Whereas PC games used to take up 95% of the shelf space, they now take up maybe 10% of the space in the store if you're lucky.
So is it any wonder that PC games make up only 7% of total sales? People re still buying PC games, they're just not going to EB or Gamestop to GET them, because the selection is so poor.
Out here in Portland OR, EB, CompUSA and Bestbuy are all the same price when games come out and the price sticks around for a while. Halo for PC is still 45-50 bucks everywhere but Target/Walmart/Costco for example.
Let's take a game like X2: The Threat, after two weeks of messing around trying to get it at EB - I order it from gogamer, and have it the next day. Mind you it cost me a fair chunk in shipping (being the impatient Canadian gamer that I am), but I could've gotten very cheap shipping or now shipping.
Used games seem to do well on eBay, and I've gotten better deals buying and selling then I'd ever get at an EB (especially on console games).
But I think most interestingly is that of my last year's software purchases, nearly 50% of them were on-line!
- EV: Nova (on-line only)
- Bookworm (on-line only)
- X2: The Threat (on-line order of boxed game)
- many downloaded and purchased software utilities, Dameware, Translucency Pro, Mesh Surgery, Game Maker
- plus a bunch of eBay purchases (and sales)
I've purchased a few games and software titles at retail, but a lot of them were impulse buys. I think on-line sales direct from developers will take over more and more, including a lot more of downloaded titles, that you never actually receive anything in the mail for- and heck then you don't have to worry about stupid CD security programs and the developers get a lot more money.
Those are all very valid points. Additionally, there is a huge gap between hardware requirements for most working purposes (Word Processing, Spreadsheet, E-mail, Web, etc.) and for gaming purposes.

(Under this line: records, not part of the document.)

//! Long-lived containers driven through the `docker` CLI.
//!
//! The container idles on `sleep infinity` with the host working directory
//! bind-mounted at the same path, so file transfer is plain host I/O and every
//! command is a `docker exec`.

use std::time::Duration;

use chrono::Utc;
use dagon_core::channel::{ChannelOutput, CommandChannel, CommandRequest};
use dagon_core::sandbox::{SandboxDriver, SandboxError, SandboxRequest};
use dagon_types::backend::BackendKind;
use dagon_types::sandbox::{SandboxHandle, SandboxInfo};

use super::workdir;
use super::DriverSettings;

#[derive(Debug, Clone)]
pub struct DockerDriver<C> {
    channel: C,
    settings: DriverSettings,
    image: String,
    volumes: Vec<String>,
}

impl<C: CommandChannel> DockerDriver<C> {
    pub fn new(channel: C, settings: DriverSettings, image: impl Into<String>, volumes: Vec<String>) -> Self {
        Self {
            channel,
            settings,
            image: image.into(),
            volumes,
        }
    }

    fn run_argv(&self, name: &str, working_dir: &str) -> Vec<String> {
        let mut argv: Vec<String> = ["docker", "run", "-d", "-i", "--name", name]
            .into_iter()
            .map(String::from)
            .collect();
        argv.push("-v".to_string());
        argv.push(format!("{working_dir}:{working_dir}"));
        for volume in &self.volumes {
            argv.push("-v".to_string());
            argv.push(volume.clone());
        }
        argv.extend(["-w".to_string(), working_dir.to_string(), self.image.clone()]);
        argv.extend(["sleep".to_string(), "infinity".to_string()]);
        argv
    }

    fn container<'a>(&self, sandbox: &'a SandboxInfo) -> &'a str {
        match &sandbox.handle {
            SandboxHandle::Container { id } => id,
            _ => &sandbox.id,
        }
    }
}

impl<C: CommandChannel> SandboxDriver for DockerDriver<C> {
    type Channel = C;

    fn channel(&self) -> &C {
        &self.channel
    }

    fn kind(&self) -> BackendKind {
        BackendKind::Docker
    }

    async fn create(&self, request: &SandboxRequest) -> Result<SandboxInfo, SandboxError> {
        let dirs = workdir::create(&self.channel, request, &self.settings.scratch_root).await?;

        tracing::debug!(task = %request.task, image = %self.image, "pulling image");
        workdir::run_checked(
            &self.channel,
            CommandRequest::new(["docker", "pull", self.image.as_str()])
                .timeout(self.settings.command_timeout),
            SandboxError::Provisioning,
        )
        .await?;

        workdir::run_checked(
            &self.channel,
            CommandRequest::new(self.run_argv(&request.id, &dirs.root))
                .timeout(self.settings.command_timeout),
            SandboxError::Provisioning,
        )
        .await?;

        Ok(SandboxInfo {
            id: request.id.clone(),
            task: request.task.clone(),
            working_dir: dirs.root,
            staging_dir: dirs.staging,
            location: self.channel.location(),
            handle: SandboxHandle::Container {
                id: request.id.clone(),
            },
            created_at: Utc::now(),
        })
    }

    async fn run(
        &self,
        sandbox: &SandboxInfo,
        command: &str,
        timeout: Duration,
    ) -> Result<ChannelOutput, SandboxError> {
        let request = CommandRequest::new([
            "docker",
            "exec",
            "-w",
            sandbox.working_dir.as_str(),
            self.container(sandbox),
            "bash",
            "-c",
            command,
        ])
        .timeout(timeout);
        Ok(self.channel.execute(request).await?)
    }

    async fn read_file(&self, sandbox: &SandboxInfo, path: &str) -> Result<Vec<u8>, SandboxError> {
        workdir::read(&self.channel, sandbox, path).await
    }

    async fn write_file(
        &self,
        sandbox: &SandboxInfo,
        path: &str,
        bytes: &[u8],
    ) -> Result<(), SandboxError> {
        workdir::write(&self.channel, sandbox, path, bytes).await
    }

    async fn destroy(&self, sandbox: &SandboxInfo) -> Result<(), SandboxError> {
        workdir::run_checked(
            &self.channel,
            CommandRequest::new(["docker", "rm", "-f", self.container(sandbox)])
                .timeout(self.settings.command_timeout),
            SandboxError::Cleanup,
        )
        .await?;
        workdir::remove(&self.channel, &sandbox.working_dir).await
    }

    /// Stop the container and keep only its bind-mounted directory.
    async fn persist(&self, sandbox: &SandboxInfo, suffix: &str) -> Result<SandboxInfo, SandboxError> {
        workdir::run_checked(
            &self.channel,
            CommandRequest::new(["docker", "rm", "-f", self.container(sandbox)])
                .timeout(self.settings.command_timeout),
            SandboxError::Cleanup,
        )
        .await?;
        let target = format!("{}{suffix}", sandbox.working_dir.trim_end_matches('/'));
        self.channel
            .rename(&sandbox.working_dir, &target)
            .await
            .map_err(|e| SandboxError::Cleanup(e.to_string()))?;
        Ok(SandboxInfo {
            handle: SandboxHandle::Directory,
            ..sandbox.relocated(target)
        })
    }
}

#[cfg(test)]
mod tests {
    use super::*;
    use crate::testing::{output, ScriptedChannel};

    fn driver(channel: &ScriptedChannel) -> DockerDriver<ScriptedChannel> {
        DockerDriver::new(
            channel.clone(),
            DriverSettings::for_tests("/scratch"),
            "ubuntu:22.04",
            vec!["/data:/data:ro".to_string()],
        )
    }

    #[tokio::test]
    async fn create_pulls_and_starts_container() {
        let channel = ScriptedChannel::new("local");
        let driver = driver(&channel);
        let request = SandboxRequest::new("A", None);
        let sandbox = driver.create(&request).await.unwrap();

        let wd = format!("/scratch/{}", request.id);
        assert_eq!(sandbox.working_dir, wd);
        assert_eq!(sandbox.handle, SandboxHandle::Container { id: request.id.clone() });

        let argvs: Vec<Vec<String>> = channel.requests().into_iter().map(|r| r.argv).collect();
        assert_eq!(argvs.len(), 2);
        assert_eq!(argvs[0], ["docker", "pull", "ubuntu:22.04"]);
        let bind = format!("{wd}:{wd}");
        assert_eq!(
            argvs[1],
            [
                "docker", "run", "-d", "-i", "--name", request.id.as_str(), "-v", bind.as_str(),
                "-v", "/data:/data:ro", "-w", wd.as_str(), "ubuntu:22.04", "sleep", "infinity",
            ]
        );
    }

    #[tokio::test]
    async fn failed_pull_is_a_provisioning_error() {
        let channel = ScriptedChannel::new("local");
        channel.respond("docker pull", vec![output("", "manifest unknown", 1)]);
        let err = driver(&channel)
            .create(&SandboxRequest::new("A", None))
            .await
            .unwrap_err();
        assert!(matches!(err, SandboxError::Provisioning(m) if m.contains("manifest unknown")));
        assert!(!channel.commands().iter().any(|c| c.starts_with("docker run")));
    }

    #[tokio::test]
    async fn run_execs_in_working_directory() {
        let channel = ScriptedChannel::new("local");
        channel.respond("docker exec", vec![output("hi\n", "", 0)]);
        let driver = driver(&channel);
        let sandbox = driver.create(&SandboxRequest::new("A", None)).await.unwrap();

        let out = driver.run(&sandbox, "echo hi", Duration::from_secs(5)).await.unwrap();
        assert_eq!(out.stdout, "hi\n");
        let last = channel.requests().pop().unwrap();
        assert_eq!(last.argv[..4], ["docker", "exec", "-w", sandbox.working_dir.as_str()]);
        assert_eq!(last.argv[5..], ["bash", "-c", "echo hi"]);
        assert_eq!(last.timeout, Some(Duration::from_secs(5)));
    }

    #[tokio::test]
    async fn destroy_removes_container() {
        let channel = ScriptedChannel::new("local");
        let driver = driver(&channel);
        let sandbox = driver.create(&SandboxRequest::new("A", None)).await.unwrap();
        driver.destroy(&sandbox).await.unwrap();
        assert_eq!(
            channel.commands().last().unwrap(),
            &format!("docker rm -f {}", sandbox.id)
        );
    }

    #[tokio::test]
    async fn persist_releases_container_and_keeps_directory() {
        let channel = ScriptedChannel::new("local");
        let driver = driver(&channel);
        let sandbox = driver.create(&SandboxRequest::new("C1", None)).await.unwrap();
        let moved = driver.persist(&sandbox, "-checkpoint").await.unwrap();

        assert_eq!(moved.working_dir, format!("{}-checkpoint", sandbox.working_dir));
        assert_eq!(moved.handle, SandboxHandle::Directory);
        assert_eq!(
            channel.commands().last().unwrap(),
            &format!("docker rm -f {}", sandbox.id)
        );
    }
}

I can buy a PC for most things for around $200. Why the heck should I put hundreds of dollars more into a system just to play games that could more reliably be played with a $99 Gamecube?
vi ~/.emacs
PCs have an advantage that works against their retail sales, in that you can always go and make your own game if you feel like it. It's a LOT harder to get your hands on an SDK for a console than it is, say, for Flash or Half-Life. The software development community for PC, and the sheer NUMBER of games available for free download, is what people are always going to be attracted to on computers.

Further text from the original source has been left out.